Then, in step S812, the system control unit 210 determines whether
the variation amount of the F-number is greater than or equal to a
predetermined value. When the focus lens is moved, the F-number
varies. In a case where the variation amount of the F-number is
large, if AE is kept locked, the digital camera 100 is not able to
capture an image with an appropriate exposure. Accordingly, in step
S813, the system control unit 210 turns on an AE lock cancellation
flag.
[0072] Referring back to FIG. 6, in step S608, the system control
unit 210 determines whether to move the focus lens, based on a
result of the determination performed in step S607. If it is
determined to move the focus lens (YES in step S608), the
processing proceeds to step S609, and, if it is determined not to
move the focus lens (NO in step S608), the processing proceeds to
step S614.
[0073] If, in step S609, it is determined that the movement amount
warning flag is in an on-state (YES in step S609), the processing
proceeds to step S610, in which the display unit 101 displays a
warning which prompts the user to perform panning slowly. If, in
step S611, it is determined that the AE lock cancellation flag is
in an on-state (YES in step S611), the processing proceeds to step
S612, in which the system control unit 210 performs AE lock
cancellation. After performing AE lock cancellation, the system
control unit 210 re-performs AE processing here.

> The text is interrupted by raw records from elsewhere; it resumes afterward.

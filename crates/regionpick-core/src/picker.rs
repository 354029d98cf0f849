//! The region picker store.
//!
//! [`RegionPicker`] owns the catalog and the picker state (grouping mode,
//! search query, selection) and derives the section list from them. There
//! are exactly two mutators, [`RegionPicker::set_query`] and
//! [`RegionPicker::set_grouping_mode`]. Each one recomputes the whole
//! section list synchronously and then hands a [`PickerUpdate`] to every
//! subscriber.
//!
//! # State Transitions
//!
//! | Query | Sections |
//! |-------|----------|
//! | empty | grouped by the current mode, current region pinned on top |
//! | non-empty | one search section, or nothing if no title matches |
//!
//! Setting the same query or mode again does nothing. Changing the mode
//! while searching is published right away with the search results
//! unchanged, and the new grouping applies once the query is cleared.

use std::fmt;

use serde::{Deserialize, Serialize};
use tracing::debug;

use crate::catalog::Catalog;
use crate::config::PickerOptions;
use crate::display::{DisplayItem, DisplaySection, Displayable};
use crate::grouping::{group, GroupingMode};
use crate::index::index_titles;
use crate::locale::{CurrentRegionSource, FixedRegion, RegionLocale};
use crate::pin::pin_current_region;
use crate::search::search;

/// Position of an item in the section list.
#[derive(Debug, Clone, Copy, PartialEq, Eq, Hash, Serialize, Deserialize)]
pub struct ItemLocation {
    pub section: usize,
    pub item: usize,
}

impl ItemLocation {
    pub fn new(section: usize, item: usize) -> Self {
        Self { section, item }
    }
}

/// One entry of the grouping menu.
#[derive(Debug, Clone, Copy, PartialEq, Eq, Serialize)]
pub struct GroupingMenuEntry {
    pub mode: GroupingMode,
    pub label: &'static str,
    pub selected: bool,
}

/// Handle returned by [`RegionPicker::subscribe`].
#[derive(Debug, Clone, Copy, PartialEq, Eq, Hash)]
pub struct SubscriptionId(u64);

/// Public state handed to subscribers after every change.
#[derive(Debug, Clone, Copy)]
pub struct PickerUpdate<'a> {
    pub sections: &'a [DisplaySection],
    pub grouping: GroupingMode,
    pub query: Option<&'a str>,
}

type Listener = Box<dyn FnMut(&PickerUpdate<'_>)>;

/// Store for the region picker.
pub struct RegionPicker<L: RegionLocale> {
    catalog: Catalog,
    locale: L,
    current_region: Box<dyn CurrentRegionSource>,
    options: PickerOptions,
    grouping: GroupingMode,
    query: Option<String>,
    selected_region: Option<String>,
    sections: Vec<DisplaySection>,
    listeners: Vec<(SubscriptionId, Listener)>,
    next_subscription: u64,
}

impl<L: RegionLocale> fmt::Debug for RegionPicker<L> {
    fn fmt(&self, f: &mut fmt::Formatter<'_>) -> fmt::Result {
        f.debug_struct("RegionPicker")
            .field("locale", &self.locale.identifier())
            .field("grouping", &self.grouping)
            .field("query", &self.query)
            .field("selected_region", &self.selected_region)
            .field("sections", &self.sections.len())
            .field("listeners", &self.listeners.len())
            .finish()
    }
}

impl<L: RegionLocale> RegionPicker<L> {
    /// Create a picker with default options and no current region.
    pub fn new(catalog: Catalog, locale: L) -> Self {
        Self::with_options(catalog, locale, PickerOptions::default())
    }

    pub fn with_options(catalog: Catalog, locale: L, options: PickerOptions) -> Self {
        let mut picker = Self {
            catalog,
            locale,
            current_region: Box::new(FixedRegion::none()),
            grouping: options.initial_grouping,
            options,
            query: None,
            selected_region: None,
            sections: Vec::new(),
            listeners: Vec::new(),
            next_subscription: 0,
        };
        picker.sections = picker.build_sections();
        picker
    }

    /// Use `source` for the current region. It is read on every rebuild.
    #[must_use]
    pub fn with_current_region(mut self, source: impl CurrentRegionSource + 'static) -> Self {
        self.current_region = Box::new(source);
        self.sections = self.build_sections();
        self
    }

    /// Mark a region code as the current selection.
    #[must_use]
    pub fn with_selection(mut self, region_code: impl Into<String>) -> Self {
        self.selected_region = Some(region_code.into());
        self
    }

    // --- Mutators -----------------------------------------------------------

    /// Set the search query. An empty query returns to the grouped view.
    pub fn set_query(&mut self, query: &str) {
        let query = (!query.is_empty()).then(|| query.to_string());
        if query == self.query {
            return;
        }
        self.query = query;
        self.refresh();
    }

    /// Same as `set_query("")`.
    pub fn clear_query(&mut self) {
        self.set_query("");
    }

    /// Switch the grouping mode.
    pub fn set_grouping_mode(&mut self, mode: GroupingMode) {
        if mode == self.grouping {
            return;
        }
        self.grouping = mode;
        if self.is_search_active() {
            debug!("Grouping set to {} during search, keeping results", mode);
            self.notify();
            return;
        }
        self.refresh();
    }

    // --- Observers ----------------------------------------------------------

    /// Register a listener called with the full public state after every
    /// change.
    pub fn subscribe(
        &mut self,
        listener: impl FnMut(&PickerUpdate<'_>) + 'static,
    ) -> SubscriptionId {
        let id = SubscriptionId(self.next_subscription);
        self.next_subscription += 1;
        self.listeners.push((id, Box::new(listener)));
        id
    }

    /// Remove a listener. Returns false if it was not registered.
    pub fn unsubscribe(&mut self, id: SubscriptionId) -> bool {
        let before = self.listeners.len();
        self.listeners.retain(|(listener_id, _)| *listener_id != id);
        self.listeners.len() != before
    }

    // --- Queries ------------------------------------------------------------

    pub fn sections(&self) -> &[DisplaySection] {
        &self.sections
    }

    pub fn grouping_mode(&self) -> GroupingMode {
        self.grouping
    }

    pub fn query(&self) -> Option<&str> {
        self.query.as_deref()
    }

    #[must_use]
    pub fn is_search_active(&self) -> bool {
        self.query.is_some()
    }

    /// Section headers are hidden while searching.
    #[must_use]
    pub fn shows_section_headers(&self) -> bool {
        !self.is_search_active()
    }

    pub fn catalog(&self) -> &Catalog {
        &self.catalog
    }

    pub fn locale(&self) -> &L {
        &self.locale
    }

    pub fn options(&self) -> &PickerOptions {
        &self.options
    }

    pub fn selected_region(&self) -> Option<&str> {
        self.selected_region.as_deref()
    }

    pub fn current_region_code(&self) -> Option<String> {
        self.current_region.current_region_code()
    }

    /// Title of an item or section in the picker's locale.
    pub fn title_of<T: Displayable>(&self, entry: &T) -> Option<String> {
        entry.title(&self.locale)
    }

    /// First occurrence of the selected region in the current sections.
    pub fn selected_item_location(&self) -> Option<ItemLocation> {
        let selected = self.selected_region.as_deref()?;
        self.sections
            .iter()
            .enumerate()
            .find_map(|(section_index, section)| {
                section
                    .items
                    .iter()
                    .position(|item| item.region_code == selected)
                    .map(|item_index| ItemLocation::new(section_index, item_index))
            })
    }

    /// Where to scroll after the sections change.
    ///
    /// `None` means scroll to the top, which also covers a selection in the
    /// first section.
    pub fn scroll_target(&self) -> Option<ItemLocation> {
        self.selected_item_location()
            .filter(|location| location.section != 0)
    }

    /// Whether `item` stands for the selected region. True for the pinned
    /// duplicate as well.
    #[must_use]
    pub fn is_current_selection(&self, item: &DisplayItem) -> bool {
        self.selected_region.as_deref() == Some(item.region_code.as_str())
    }

    pub fn item_at(&self, location: ItemLocation) -> Option<&DisplayItem> {
        self.sections
            .get(location.section)?
            .items
            .get(location.item)
    }

    /// Section index titles; see [`crate::index`].
    pub fn index_titles(&self) -> Option<Vec<String>> {
        index_titles(
            &self.sections,
            self.grouping,
            self.is_search_active(),
            &self.options.current_index_marker,
            &self.locale,
        )
    }

    /// Where tapping the index title at `index` should jump to.
    ///
    /// Index titles line up with sections one to one, since the pinned
    /// section is both the first section and the first title.
    pub fn index_title_target(&self, index: usize) -> Option<ItemLocation> {
        let section = self.sections.get(index)?;
        (!section.items.is_empty()).then(|| ItemLocation::new(index, 0))
    }

    pub fn grouping_menu(&self) -> Vec<GroupingMenuEntry> {
        GroupingMode::ALL
            .iter()
            .map(|&mode| GroupingMenuEntry {
                mode,
                label: mode.label(),
                selected: mode == self.grouping,
            })
            .collect()
    }

    // --- Internals ----------------------------------------------------------

    fn build_sections(&self) -> Vec<DisplaySection> {
        if let Some(query) = self.query.as_deref() {
            return search(&self.catalog, query, &self.locale)
                .filter(|section| !section.is_empty())
                .into_iter()
                .collect();
        }

        let grouped = group(&self.catalog, self.grouping, &self.locale);
        if !self.options.pin_current_region {
            return grouped;
        }

        // No provider data means nothing to show, pinned or not.
        if self.catalog.is_empty() {
            return grouped;
        }
        let current = self.current_region.current_region_code();
        pin_current_region(
            grouped,
            current.as_deref(),
            &self.options.current_section_title,
        )
    }

    fn refresh(&mut self) {
        self.sections = self.build_sections();
        debug!(
            "Rebuilt sections: mode={}, query={:?}, sections={}",
            self.grouping,
            self.query,
            self.sections.len()
        );
        self.notify();
    }

    fn notify(&mut self) {
        let update = PickerUpdate {
            sections: &self.sections,
            grouping: self.grouping,
            query: self.query.as_deref(),
        };
        for (_, listener) in &mut self.listeners {
            listener(&update);
        }
    }
}
//! Substring search over country titles.
//!
//! Matching is containment of the query in the resolved title, ignoring case
//! and diacritics. There is no word-boundary or fuzzy matching. Each hit
//! carries the [`MatchRange`](crate::text::MatchRange) of the first match so
//! the presentation layer can highlight it.

use crate::catalog::Catalog;
use crate::display::{sort_by_title, DisplayItem, DisplaySection, Displayable};
use crate::grouping::country_items;
use crate::locale::RegionLocale;

/// Id of the synthetic section holding search results.
///
/// Contains a `.` so it can never collide with a region code.
pub const SEARCH_SECTION_ID: &str = "regionpick.search";

/// Search every country title for `query`.
///
/// Returns `None` when `query` is empty, meaning no search is active and the
/// grouped view applies. Otherwise returns a single section with an empty
/// title holding the matches, sorted by title. The section may be empty.
pub fn search<L: RegionLocale + ?Sized>(
    catalog: &Catalog,
    query: &str,
    locale: &L,
) -> Option<DisplaySection> {
    if query.is_empty() {
        return None;
    }

    let mut matches: Vec<DisplayItem> = country_items(catalog)
        .filter_map(|item| {
            let title = item.title(locale)?;
            let range = locale.find_folding(&title, query)?;
            Some(item.with_match_range(range))
        })
        .collect();
    sort_by_title(&mut matches, locale);

    Some(DisplaySection::with_fixed_title(
        Some(SEARCH_SECTION_ID),
        "",
        matches,
    ))
}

[0074] In step S613, the system control unit 210 moves the focus
lens.
[0075] In step S614, the imaging unit 204 performs image
capturing.
[0076] In step S615, the system control unit 210 determines whether
an image captured by the imaging unit 204 in step S614 is an image
obtained with focusing on a main subject. If it is determined that
the captured image is an image obtained with focusing on a main
subject (YES in step S615), since, with respect to an area in which
the main subject exits, it is necessary to generate an image
obtained by cropping a main subject area, the processing proceeds
to step S616. If it is determined that the image captured by the
imaging unit 204 in step S614 is not an image obtained with
focusing on a main subject (NO in step S615), the processing
proceeds to step S617.
[0077] In step S616, the system control unit 210 generates an image
of the main subject area. For example, the image of the main
subject area is generated in step S616 by recognizing a main
subject in an image recognition method similar to that in step S801
and cropping a portion corresponding to the area of the main
subject. Alternatively, a portion corresponding to the area of the
main subject can be cropped with use of edge detection. In this
method, position adjustment between two images, i.e., an image
involving a background for the main subject and an image obtained
with focusing on the main subject, is performed. Even for position
adjustment between two images, which are images captured with
respective different focus positions, therefore, the image
processing unit 206 decreases the degrees of resolution of two
images to equalize the degrees of blurring thereof and then
calculates the position deviation amount between two images. Then,
the system control unit 210 extracts edges from each of two images
obtained after position adjustment performed based on the
calculated position deviation amount. The system control unit 210
is able to determine that, out of edges extracted from the image
obtained with focusing on a main subject, edges the edge level of
which is higher by a threshold value or more than edges in an image
involving the background for the main subject serve a contour of
the main subject area.
[0078] In step S617, the image processing unit 206 performs
position adjustment of a new captured image with respect to a
panoramic image which is in the process of being generated and then
combines these images. Specifically, in a case where a new captured
image is not an image obtained with focusing on a main subject, the
image processing unit 206 crops an area in a rectangular shape such
as that illustrated in FIG. 3B, performs position adjustment
between the cropped area and a panoramic image which is in the
process of being generated, and performs composition. With this,
the size of the panoramic image is enlarged.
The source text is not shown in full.